Member of the Bangladesh Parliament for Sirajganj-4
- In office June 1996 – October 2001
- Preceded by: Shamsul Alam
- Succeeded by: M Akbar Ali

Personal details
- Born: 26 June 1947 Purba Bankirat, Ullahpara thana, British India
- Died: 5 November 2007 (aged 60) Sirajganj, Bangladesh
- Party: Awami League
- Other political affiliations: Jatiya Samajtantrik Dal

Military service
- Allegiance: Bangladesh
- Branch/service: Mukti Bahini
- Battles/wars: Bangladesh Liberation War

= Abdul Latif Mirza =

Bangladeshi politician

Abdul Latif Mirza (1947 – 2007) was a Bangladeshi Awami League politician. He was the member of parliament from Pabna-4 in 1979 and Sirajganj-4 in 1996.

== Biography ==
Abdul Latif Mirza was born on 26 June 1947 in Purba Bankirat village of what is now Ullahpara Upazila, Bangladesh.

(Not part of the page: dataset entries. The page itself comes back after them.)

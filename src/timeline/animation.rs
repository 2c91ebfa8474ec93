//! Animation clock
//!
//! An [`AnimationTimeline`] is a millisecond clock spanning every animation
//! an exercise queued during a run and every frame the run recorded. The
//! host drives it with [`advance`](AnimationTimeline::advance); listeners
//! registered with `on_update`/`on_complete` hear about it. It only reads
//! frame times and never touches frame data.

use crate::runtime::{Frame, TIME_SCALE_FACTOR};
use serde::Serialize;

/// One visual change queued by an exercise, e.g. moving a character.
#[derive(Debug, Clone, PartialEq, Serialize)]
pub struct Animation {
    pub targets: String,
    pub offset_ms: f64,
    pub duration_ms: f64,
    pub transformations: serde_json::Value,
}

impl Animation {
    pub fn end_ms(&self) -> f64 {
        self.offset_ms + self.duration_ms
    }
}

type Listener = Box<dyn FnMut(f64)>;

pub struct AnimationTimeline {
    animations: Vec<Animation>,
    duration_ms: f64,
    current_ms: f64,
    paused: bool,
    completed: bool,
    update_callbacks: Vec<Listener>,
    complete_callbacks: Vec<Listener>,
}

impl std::fmt::Debug for AnimationTimeline {
    fn fmt(&self, f: &mut std::fmt::Formatter<'_>) -> std::fmt::Result {
        f.debug_struct("AnimationTimeline")
            .field("animations", &self.animations.len())
            .field("duration_ms", &self.duration_ms)
            .field("current_ms", &self.current_ms)
            .field("paused", &self.paused)
            .field("completed", &self.completed)
            .finish()
    }
}

impl AnimationTimeline {
    /// The clock lasts until the later of the last animation's end and the
    /// last frame, so the final frame is always reachable.
    pub fn new(animations: Vec<Animation>, frames: &[Frame]) -> Self {
        let animations_end = animations.iter().map(Animation::end_ms).fold(0.0, f64::max);
        let last_frame = frames.last().map(Frame::time_in_ms).unwrap_or(0.0);

        AnimationTimeline {
            animations,
            duration_ms: animations_end.max(last_frame),
            current_ms: 0.0,
            paused: true,
            completed: false,
            update_callbacks: Vec::new(),
            complete_callbacks: Vec::new(),
        }
    }

    pub fn animations(&self) -> &[Animation] {
        &self.animations
    }

    pub fn duration_ms(&self) -> f64 {
        self.duration_ms
    }

    /// Duration on the frame clock, in microseconds.
    pub fn duration(&self) -> u64 {
        (self.duration_ms * TIME_SCALE_FACTOR as f64).round() as u64
    }

    /// Current position in milliseconds.
    pub fn current_time(&self) -> f64 {
        self.current_ms
    }

    pub fn paused(&self) -> bool {
        self.paused
    }

    pub fn completed(&self) -> bool {
        self.completed
    }

    /// Jump to `time` (µs), rounded to the nearest millisecond. Listeners are
    /// not notified.
    pub fn seek(&mut self, time: u64) {
        let ms = (time as f64 / TIME_SCALE_FACTOR as f64).round();
        self.current_ms = ms.clamp(0.0, self.duration_ms);
        self.completed = self.duration_ms > 0.0 && self.current_ms >= self.duration_ms;
    }

    /// Start the clock, rewinding first when it already ran to the end.
    pub fn play(&mut self) {
        if self.completed {
            self.current_ms = 0.0;
            self.completed = false;
        }
        self.paused = false;
    }

    pub fn pause(&mut self) {
        self.paused = true;
    }

    /// Move the clock forward by `elapsed_ms` of playback. Fires the update
    /// listeners, then the complete listeners if this step reached the end.
    pub fn advance(&mut self, elapsed_ms: f64) {
        if self.paused || self.completed {
            return;
        }

        self.current_ms = (self.current_ms + elapsed_ms.max(0.0)).min(self.duration_ms);
        let now = self.current_ms;
        for callback in &mut self.update_callbacks {
            callback(now);
        }

        if self.current_ms >= self.duration_ms {
            self.completed = true;
            self.paused = true;
            for callback in &mut self.complete_callbacks {
                callback(now);
            }
        }
    }

    /// Register a listener called with the current time (ms) on every step.
    pub fn on_update(&mut self, callback: impl FnMut(f64) + 'static) {
        self.update_callbacks.push(Box::new(callback));
    }

    pub fn on_complete(&mut self, callback: impl FnMut(f64) + 'static) {
        self.complete_callbacks.push(Box::new(callback));
    }

    pub fn clear_update_callbacks(&mut self) {
        self.update_callbacks.clear();
    }

    pub fn clear_complete_callbacks(&mut self) {
        self.complete_callbacks.clear();
    }
}

#[cfg(test)]
mod tests {
    use super::*;
    use crate::timeline::tests::frames;
    use serde_json::json;
    use std::cell::RefCell;
    use std::rc::Rc;

    fn slide(offset_ms: f64, duration_ms: f64) -> Animation {
        Animation {
            targets: ".character".into(),
            offset_ms,
            duration_ms,
            transformations: json!({ "left": 10 }),
        }
    }

    #[test]
    fn test_duration_covers_last_frame() {
        let timeline = AnimationTimeline::new(vec![slide(0.0, 60.0)], &frames(&[(0, 1), (61_000, 2)]));
        assert_eq!(timeline.duration_ms(), 61.0);
        assert_eq!(timeline.duration(), 61_000);
    }

    #[test]
    fn test_duration_covers_last_animation() {
        let timeline = AnimationTimeline::new(vec![slide(100.0, 200.0)], &frames(&[(0, 1), (1, 2)]));
        assert_eq!(timeline.duration_ms(), 300.0);
    }

    #[test]
    fn test_seek_rounds_to_milliseconds() {
        let mut timeline = AnimationTimeline::new(vec![slide(0.0, 100.0)], &[]);
        timeline.seek(12_600);
        assert_eq!(timeline.current_time(), 13.0);
        timeline.seek(500_000);
        assert_eq!(timeline.current_time(), 100.0);
        assert!(timeline.completed());
    }

    #[test]
    fn test_advance_fires_update_then_complete() {
        let events = Rc::new(RefCell::new(Vec::new()));
        let mut timeline = AnimationTimeline::new(vec![slide(0.0, 50.0)], &[]);

        let updates = Rc::clone(&events);
        timeline.on_update(move |ms| updates.borrow_mut().push(format!("update {}", ms)));
        let completes = Rc::clone(&events);
        timeline.on_complete(move |_| completes.borrow_mut().push("complete".to_string()));

        timeline.advance(30.0);
        assert!(events.borrow().is_empty(), "paused clocks do not move");

        timeline.play();
        timeline.advance(30.0);
        timeline.advance(30.0);
        assert_eq!(
            *events.borrow(),
            vec!["update 30", "update 50", "complete"]
        );
        assert!(timeline.paused());
        assert!(timeline.completed());
    }

    #[test]
    fn test_play_after_completion_restarts() {
        let mut timeline = AnimationTimeline::new(vec![slide(0.0, 10.0)], &[]);
        timeline.play();
        timeline.advance(20.0);
        assert!(timeline.completed());

        timeline.play();
        assert_eq!(timeline.current_time(), 0.0);
        assert!(!timeline.completed());
        assert!(!timeline.paused());
    }

    #[test]
    fn test_cleared_callbacks_stay_silent() {
        let count = Rc::new(RefCell::new(0));
        let mut timeline = AnimationTimeline::new(vec![slide(0.0, 10.0)], &[]);
        let counter = Rc::clone(&count);
        timeline.on_update(move |_| *counter.borrow_mut() += 1);
        timeline.clear_update_callbacks();
        timeline.play();
        timeline.advance(5.0);
        assert_eq!(*count.borrow(), 0);
    }
}
fn syntax_expect(result: &InterpretResult) -> Option<Expect> {
    result
        .error
        .as_ref()
        .map(|error| Expect::fail(error.to_string()))
}

pub fn run_visual_scenario(
    scenario: &Scenario,
    visual: &VisualScenario,
    code: &str,
    factory: ExerciseFactory,
    language: Language,
    features: &LanguageFeatures,
) -> ScenarioResult {
    let mut exercise = factory();
    if let Some(setup) = &visual.setup {
        setup(exercise.as_mut());
    }

    let options = InterpretOptions {
        language_features: features.clone(),
        external_functions: exercise.available_functions(),
        random_seed: visual.random_seed,
    };
    let (result, value) = match &visual.function_call {
        Some(call) => {
            let evaluation =
                interpreter::evaluate_function(language, code, &options, &call.name, &call.args);
            let value = evaluation.value.clone();
            (InterpretResult::from(evaluation), value)
        }
        None => (interpreter::interpret(language, code, &options), None),
    };

    let mut expects: Vec<Expect> = syntax_expect(&result).into_iter().collect();
    expects.extend((visual.expectations)(exercise.as_ref()));
    let input = CodeCheckInput {
        code,
        language,
        result: &result,
    };
    expects.extend(run_checks(&visual.code_checks, &input));

    let status = status(&expects, &result);
    info!(scenario = %scenario.slug, ?status, frames = result.frames.len(), "visual scenario finished");

    ScenarioResult {
        slug: scenario.slug.clone(),
        name: scenario.name.clone(),
        status,
        expects,
        animation_timeline: AnimationTimeline::new(exercise.animations(), &result.frames),
        state: Some(exercise.state()),
        frames: result.frames,
        log_lines: result.log_lines,
        value,
    }
}

pub fn run_io_scenario(
    scenario: &Scenario,
    io: &IoScenario,
    code: &str,
    language: Language,
    features: &LanguageFeatures,
    functions: Vec<ExternalFunction>,
) -> ScenarioResult {
    let options = InterpretOptions {
        language_features: features.clone(),
        external_functions: functions,
        random_seed: None,
    };
    let evaluation =
        interpreter::evaluate_function(language, code, &options, &io.function_name, &io.args);
    let value = evaluation.value.clone();
    let result = InterpretResult::from(evaluation);

    let mut expects: Vec<Expect> = syntax_expect(&result).into_iter().collect();
    if result.error.is_none() {
        let pass = value
            .as_ref()
            .is_some_and(|value| value.matches_json(&io.expected));
        expects.push(Expect {
            pass,
            error_html: format!(
                "Expected <code>{}</code> to return <code>{}</code>.",
                io.function_name, io.expected
            ),
            actual: value.as_ref().map(FrozenValue::to_json),
            expected: Some(io.expected.clone()),
        });
    }
    let input = CodeCheckInput {
        code,
        language,
        result: &result,
    };
    expects.extend(run_checks(&io.code_checks, &input));

    let status = status(&expects, &result);
    info!(scenario = %scenario.slug, ?status, "io scenario finished");

    ScenarioResult {
        slug: scenario.slug.clone(),
        name: scenario.name.clone(),
        status,
        expects,
        animation_timeline: AnimationTimeline::new(Vec::new(), &result.frames),
        state: None,
        frames: result.frames,
        log_lines: result.log_lines,
        value,
    }
}

pub fn run_scenario(
    definition: &ExerciseDefinition,
    scenario: &Scenario,
    code: &str,
    language: Language,
    features: &LanguageFeatures,
) -> ScenarioResult {
    debug!(exercise = definition.slug, scenario = %scenario.slug, "running scenario");
    match (&scenario.kind, definition.factory) {
        (ScenarioKind::Visual(visual), Some(factory)) => {
            run_visual_scenario(scenario, visual, code, factory, language, features)
        }
        (ScenarioKind::Visual(_), None) => {
            let result = interpreter::interpret(language, code, &InterpretOptions::default());
            ScenarioResult {
                slug: scenario.slug.clone(),
                name: scenario.name.clone(),
                status: ScenarioStatus::Fail,
                expects: vec![Expect::fail(format!(
                    "The {} exercise has no world to run this scenario in.",
                    definition.slug
                ))],
                animation_timeline: AnimationTimeline::new(Vec::new(), &result.frames),
                state: None,
                frames: result.frames,
                log_lines: result.log_lines,
                value: None,
            }
        }
        (ScenarioKind::Io(io), _) => {
            run_io_scenario(scenario, io, code, language, features, (definition.functions)())
        }
    }
}

/// Run a whole program outside any exercise, as a single test named after
/// the program.
pub fn run_program(code: &str, language: Language, features: &LanguageFeatures) -> ScenarioResult {
    let options = InterpretOptions {
        language_features: features.clone(),
        ..InterpretOptions::default()
    };
    let result = interpreter::interpret(language, code, &options);
    let expects: Vec<Expect> = syntax_expect(&result).into_iter().collect();
    let status = status(&expects, &result);

    ScenarioResult {
        slug: "program".to_string(),
        name: "Program".to_string(),
        status,
        expects,
        animation_timeline: AnimationTimeline::new(Vec::new(), &result.frames),
        state: None,
        frames: result.frames,
        log_lines: result.log_lines,
        value: None,
    }
}

#[cfg(test)]
mod tests {
    use super::*;
    use crate::exercise::maze::{self, MazeExercise};
    use serde_json::json;

    fn visual_scenario(checks: Vec<CodeCheck>) -> (Scenario, VisualScenario) {
        let visual = VisualScenario {
            setup: Some(setup(|maze: &mut MazeExercise| {
                maze.setup_grid(vec![vec![2, 0, 3]]);
                maze.setup_position(0, 0);
                maze.setup_direction(maze::Direction::Right);
            })),
            expectations: expectations(|maze: &MazeExercise| {
                vec![Expect::new(maze.position() == (0, 2), "You didn't reach the end.")]
            }),
            code_checks: checks,
            function_call: None,
            random_seed: None,
        };
        let scenario = Scenario {
            slug: "short".into(),
            name: "Short corridor".into(),
            description: String::new(),
            task_id: "walk".into(),
            kind: ScenarioKind::Visual(visual.clone()),
        };
        (scenario, visual)
    }

    fn run(code: &str, checks: Vec<CodeCheck>) -> ScenarioResult {
        let (scenario, visual) = visual_scenario(checks);
        run_visual_scenario(
            &scenario,
            &visual,
            code,
            maze::factory,
            Language::JikiScript,
            &LanguageFeatures::default(),
        )
    }

    #[test]
    fn test_visual_scenario_passes() {
        let result = run("move()\nmove()", Vec::new());
        assert_eq!(result.status, ScenarioStatus::Pass);
        assert_eq!(result.animation_timeline.animations().len(), 2);
        assert_eq!(result.state.as_ref().unwrap()["gameResult"], json!("win"));
    }

    #[test]
    fn test_visual_scenario_fails_on_unmet_expectation() {
        let result = run("move()", Vec::new());
        assert_eq!(result.status, ScenarioStatus::Fail);
        assert!(!result.expects[0].pass);
    }

    #[test]
    fn test_logic_error_fails_the_scenario() {
        let result = run("move()\nmove()\nmove()", Vec::new());
        assert_eq!(result.status, ScenarioStatus::Fail);
        let last = result.frames.last().unwrap();
        assert_eq!(last.error().unwrap().message, "Cannot move outside the maze!");
    }

    #[test]
    fn test_code_checks_append_failures() {
        let checks = vec![
            CodeCheck::new("Use at most one line.", |input| Ok(input.line_count() <= 1)),
            CodeCheck::new("unused", |_| Err(anyhow::anyhow!("boom"))),
            CodeCheck::new("Call move twice.", |input| Ok(input.call_count("move") == 2)),
        ];
        let result = run("move()\nmove()", checks);
        assert_eq!(result.status, ScenarioStatus::Fail);
        let messages: Vec<_> = result
            .expects
            .iter()
            .filter(|expect| !expect.pass)
            .map(|expect| expect.error_html.as_str())
            .collect();
        assert_eq!(messages, vec!["Use at most one line.", "Code check error: boom"]);
    }

    #[test]
    fn test_syntax_error_fails_with_message() {
        let result = run("move(", Vec::new());
        assert_eq!(result.status, ScenarioStatus::Fail);
        assert!(result.frames.is_empty());
        assert!(!result.expects[0].pass);
    }

    #[test]
    fn test_io_scenario_compares_return_value() {
        let io = IoScenario {
            function_name: "double".into(),
            args: vec![json!(4)],
            expected: json!(8),
            code_checks: Vec::new(),
        };
        let scenario = Scenario {
            slug: "double-4".into(),
            name: "Doubles 4".into(),
            description: String::new(),
            task_id: "double".into(),
            kind: ScenarioKind::Io(io.clone()),
        };
        let features = LanguageFeatures::default();

        let good = "function double(n) {\n  return n * 2;\n}";
        let result = run_io_scenario(&scenario, &io, good, Language::JavaScript, &features, Vec::new());
        assert!(result.passed());
        assert_eq!(result.value, Some(FrozenValue::Number(8.0)));

        let bad = "function double(n) {\n  return n + 2;\n}";
        let result = run_io_scenario(&scenario, &io, bad, Language::JavaScript, &features, Vec::new());
        assert!(!result.passed());
        assert_eq!(result.expects[0].actual, Some(json!(6)));
    }

    #[test]
    fn test_function_defined_check() {
        let result = interpreter::interpret(Language::JikiScript, "", &InterpretOptions::default());
        let input = CodeCheckInput {
            code: "function turn_around do\n  turn_left()\nend",
            language: Language::JikiScript,
            result: &result,
        };
        assert!(input.function_defined("turn_around"));
        assert!(!input.function_defined("can_move"));
    }

    #[test]
    fn test_run_program_without_exercise() {
        let result = run_program("log 1", Language::JikiScript, &LanguageFeatures::default());
        assert!(result.passed());
        assert_eq!(result.log_lines.len(), 1);
    }
}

Mirza was a member of the Mukti Bahini and fought in the Bangladesh Liberation War. He had formed the Mirza Abdul Latif Bahini in Sirajganj. which had 8 to 10 thousand personnel during the war. He had started the force with 15 members and seven rifles. He had initially named it Polashdanga Youth Camp. He was elected to Sirajganj-4 constituency (Ullapara).

==Death==
Mirza died on 5 November 2007 in Sirajganj.